**TASK GOAL**
In full and unchanged, output the entries that follow.

[Dataset entries]
········
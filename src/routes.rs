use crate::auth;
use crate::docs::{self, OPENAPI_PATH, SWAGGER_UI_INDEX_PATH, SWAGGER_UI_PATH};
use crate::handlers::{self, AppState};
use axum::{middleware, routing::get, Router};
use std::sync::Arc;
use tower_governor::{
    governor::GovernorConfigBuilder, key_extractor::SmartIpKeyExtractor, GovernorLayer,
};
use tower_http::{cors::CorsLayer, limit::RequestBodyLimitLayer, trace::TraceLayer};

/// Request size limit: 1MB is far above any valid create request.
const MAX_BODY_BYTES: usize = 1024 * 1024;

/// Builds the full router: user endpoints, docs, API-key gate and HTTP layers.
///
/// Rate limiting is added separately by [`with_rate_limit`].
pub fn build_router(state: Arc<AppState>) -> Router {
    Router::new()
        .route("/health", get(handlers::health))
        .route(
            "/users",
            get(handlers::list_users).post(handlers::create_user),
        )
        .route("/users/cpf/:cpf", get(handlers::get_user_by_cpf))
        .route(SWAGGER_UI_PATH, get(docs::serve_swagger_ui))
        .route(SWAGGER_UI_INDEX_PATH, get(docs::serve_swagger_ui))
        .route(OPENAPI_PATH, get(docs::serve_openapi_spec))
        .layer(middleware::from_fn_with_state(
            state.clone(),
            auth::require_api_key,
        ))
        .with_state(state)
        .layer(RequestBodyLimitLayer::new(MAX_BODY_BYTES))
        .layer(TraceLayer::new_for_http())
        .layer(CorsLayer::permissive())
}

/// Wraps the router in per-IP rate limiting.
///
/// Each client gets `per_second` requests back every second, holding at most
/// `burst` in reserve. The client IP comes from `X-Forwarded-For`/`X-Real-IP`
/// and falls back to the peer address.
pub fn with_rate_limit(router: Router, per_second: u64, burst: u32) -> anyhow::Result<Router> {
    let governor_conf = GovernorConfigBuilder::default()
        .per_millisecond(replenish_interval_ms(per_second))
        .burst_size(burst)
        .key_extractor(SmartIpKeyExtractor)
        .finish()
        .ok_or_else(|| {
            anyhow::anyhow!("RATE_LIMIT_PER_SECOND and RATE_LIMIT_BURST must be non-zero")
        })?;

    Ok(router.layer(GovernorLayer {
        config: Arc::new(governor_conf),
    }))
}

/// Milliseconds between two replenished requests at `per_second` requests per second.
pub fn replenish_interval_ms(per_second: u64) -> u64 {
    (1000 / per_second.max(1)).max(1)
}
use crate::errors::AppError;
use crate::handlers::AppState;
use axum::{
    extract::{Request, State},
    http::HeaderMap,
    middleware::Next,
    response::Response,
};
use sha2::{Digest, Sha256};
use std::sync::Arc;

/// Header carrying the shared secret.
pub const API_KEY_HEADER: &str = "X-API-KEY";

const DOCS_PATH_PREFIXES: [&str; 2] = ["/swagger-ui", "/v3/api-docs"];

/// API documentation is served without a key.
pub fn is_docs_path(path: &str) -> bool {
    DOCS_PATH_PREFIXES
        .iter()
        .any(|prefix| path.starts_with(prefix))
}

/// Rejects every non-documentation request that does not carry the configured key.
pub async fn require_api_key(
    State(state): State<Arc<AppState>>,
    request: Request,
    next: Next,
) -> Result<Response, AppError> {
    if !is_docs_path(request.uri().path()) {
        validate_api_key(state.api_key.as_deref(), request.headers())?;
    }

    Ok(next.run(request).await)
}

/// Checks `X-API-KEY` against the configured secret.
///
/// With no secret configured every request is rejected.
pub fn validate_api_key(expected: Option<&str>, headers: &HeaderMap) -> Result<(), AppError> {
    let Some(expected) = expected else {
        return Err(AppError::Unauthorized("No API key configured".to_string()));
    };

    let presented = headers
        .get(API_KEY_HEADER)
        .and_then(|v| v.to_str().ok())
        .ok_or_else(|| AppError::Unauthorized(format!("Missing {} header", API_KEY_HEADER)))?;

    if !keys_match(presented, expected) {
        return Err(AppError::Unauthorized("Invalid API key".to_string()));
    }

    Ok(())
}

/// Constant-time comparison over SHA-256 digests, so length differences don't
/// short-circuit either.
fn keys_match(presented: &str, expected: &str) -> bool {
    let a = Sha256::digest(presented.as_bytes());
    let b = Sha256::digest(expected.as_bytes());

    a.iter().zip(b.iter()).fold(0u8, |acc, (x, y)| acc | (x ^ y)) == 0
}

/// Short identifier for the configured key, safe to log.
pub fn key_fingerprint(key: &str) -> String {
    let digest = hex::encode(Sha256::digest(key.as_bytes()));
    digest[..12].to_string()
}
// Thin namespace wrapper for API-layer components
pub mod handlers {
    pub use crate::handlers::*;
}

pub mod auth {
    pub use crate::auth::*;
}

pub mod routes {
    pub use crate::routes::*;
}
········
**RESPONSE TO THIS EXERCISE**
filename src/routes.rs
use crate::auth;
use crate::docs::{self, OPENAPI_PATH, SWAGGER_UI_INDEX_PATH, SWAGGER_UI_PATH};
use crate::handlers::{self, AppState};
use axum::{middleware, routing::get, Router};
use std::sync::Arc;
use tower_governor::{
    governor::GovernorConfigBuilder, key_extractor::SmartIpKeyExtractor, GovernorLayer,
};
use tower_http::{cors::CorsLayer, limit::RequestBodyLimitLayer, trace::TraceLayer};

/// Request size limit: 1MB is far above any valid create request.
const MAX_BODY_BYTES: usize = 1024 * 1024;

/// Builds the full router: user endpoints, docs, API-key gate and HTTP layers.
///
/// Rate limiting is added separately by [`with_rate_limit`].
pub fn build_router(state: Arc<AppState>) -> Router {
    Router::new()
        .route("/health", get(handlers::health))
        .route(
            "/users",
            get(handlers::list_users).post(handlers::create_user),
        )
        .route("/users/cpf/:cpf", get(handlers::get_user_by_cpf))
        .route(SWAGGER_UI_PATH, get(docs::serve_swagger_ui))
        .route(SWAGGER_UI_INDEX_PATH, get(docs::serve_swagger_ui))
        .route(OPENAPI_PATH, get(docs::serve_openapi_spec))
        .layer(middleware::from_fn_with_state(
            state.clone(),
            auth::require_api_key,
        ))
        .with_state(state)
        .layer(RequestBodyLimitLayer::new(MAX_BODY_BYTES))
        .layer(TraceLayer::new_for_http())
        .layer(CorsLayer::permissive())
}

/// Wraps the router in per-IP rate limiting.
///
/// Each client gets `per_second` requests back every second, holding at most
/// `burst` in reserve. The client IP comes from `X-Forwarded-For`/`X-Real-IP`
/// and falls back to the peer address.
pub fn with_rate_limit(router: Router, per_second: u64, burst: u32) -> anyhow::Result<Router> {
    let governor_conf = GovernorConfigBuilder::default()
        .per_millisecond(replenish_interval_ms(per_second))
        .burst_size(burst)
        .key_extractor(SmartIpKeyExtractor)
        .finish()
        .ok_or_else(|| {
            anyhow::anyhow!("RATE_LIMIT_PER_SECOND and RATE_LIMIT_BURST must be non-zero")
        })?;

    Ok(router.layer(GovernorLayer {
        config: Arc::new(governor_conf),
    }))
}

/// Milliseconds between two replenished requests at `per_second` requests per second.
pub fn replenish_interval_ms(per_second: u64) -> u64 {
    (1000 / per_second.max(1)).max(1)
}
use crate::errors::AppError;
use crate::handlers::AppState;
use axum::{
    extract::{Request, State},
    http::HeaderMap,
    middleware::Next,
    response::Response,
};
use sha2::{Digest, Sha256};
use std::sync::Arc;

/// Header carrying the shared secret.
pub const API_KEY_HEADER: &str = "X-API-KEY";

const DOCS_PATH_PREFIXES: [&str; 2] = ["/swagger-ui", "/v3/api-docs"];

/// API documentation is served without a key.
pub fn is_docs_path(path: &str) -> bool {
    DOCS_PATH_PREFIXES
        .iter()
        .any(|prefix| path.starts_with(prefix))
}

/// Rejects every non-documentation request that does not carry the configured key.
pub async fn require_api_key(
    State(state): State<Arc<AppState>>,
    request: Request,
    next: Next,
) -> Result<Response, AppError> {
    if !is_docs_path(request.uri().path()) {
        validate_api_key(state.api_key.as_deref(), request.headers())?;
    }

    Ok(next.run(request).await)
}

/// Checks `X-API-KEY` against the configured secret.
///
/// With no secret configured every request is rejected.
pub fn validate_api_key(expected: Option<&str>, headers: &HeaderMap) -> Result<(), AppError> {
    let Some(expected) = expected else {
        return Err(AppError::Unauthorized("No API key configured".to_string()));
    };

    let presented = headers
        .get(API_KEY_HEADER)
        .and_then(|v| v.to_str().ok())
        .ok_or_else(|| AppError::Unauthorized(format!("Missing {} header", API_KEY_HEADER)))?;

    if !keys_match(presented, expected) {
        return Err(AppError::Unauthorized("Invalid API key".to_string()));
    }

    Ok(())
}

/// Constant-time comparison over SHA-256 digests, so length differences don't
/// short-circuit either.
fn keys_match(presented: &str, expected: &str) -> bool {
    let a = Sha256::digest(presented.as_bytes());
    let b = Sha256::digest(expected.as_bytes());

    a.iter().zip(b.iter()).fold(0u8, |acc, (x, y)| acc | (x ^ y)) == 0
}

/// Short identifier for the configured key, safe to log.
pub fn key_fingerprint(key: &str) -> String {
    let digest = hex::encode(Sha256::digest(key.as_bytes()));
    digest[..12].to_string()
}
// Thin namespace wrapper for API-layer components
pub mod handlers {
    pub use crate::handlers::*;
}

pub mod auth {
    pub use crate::auth::*;
}

pub mod routes {
    pub use crate::routes::*;
}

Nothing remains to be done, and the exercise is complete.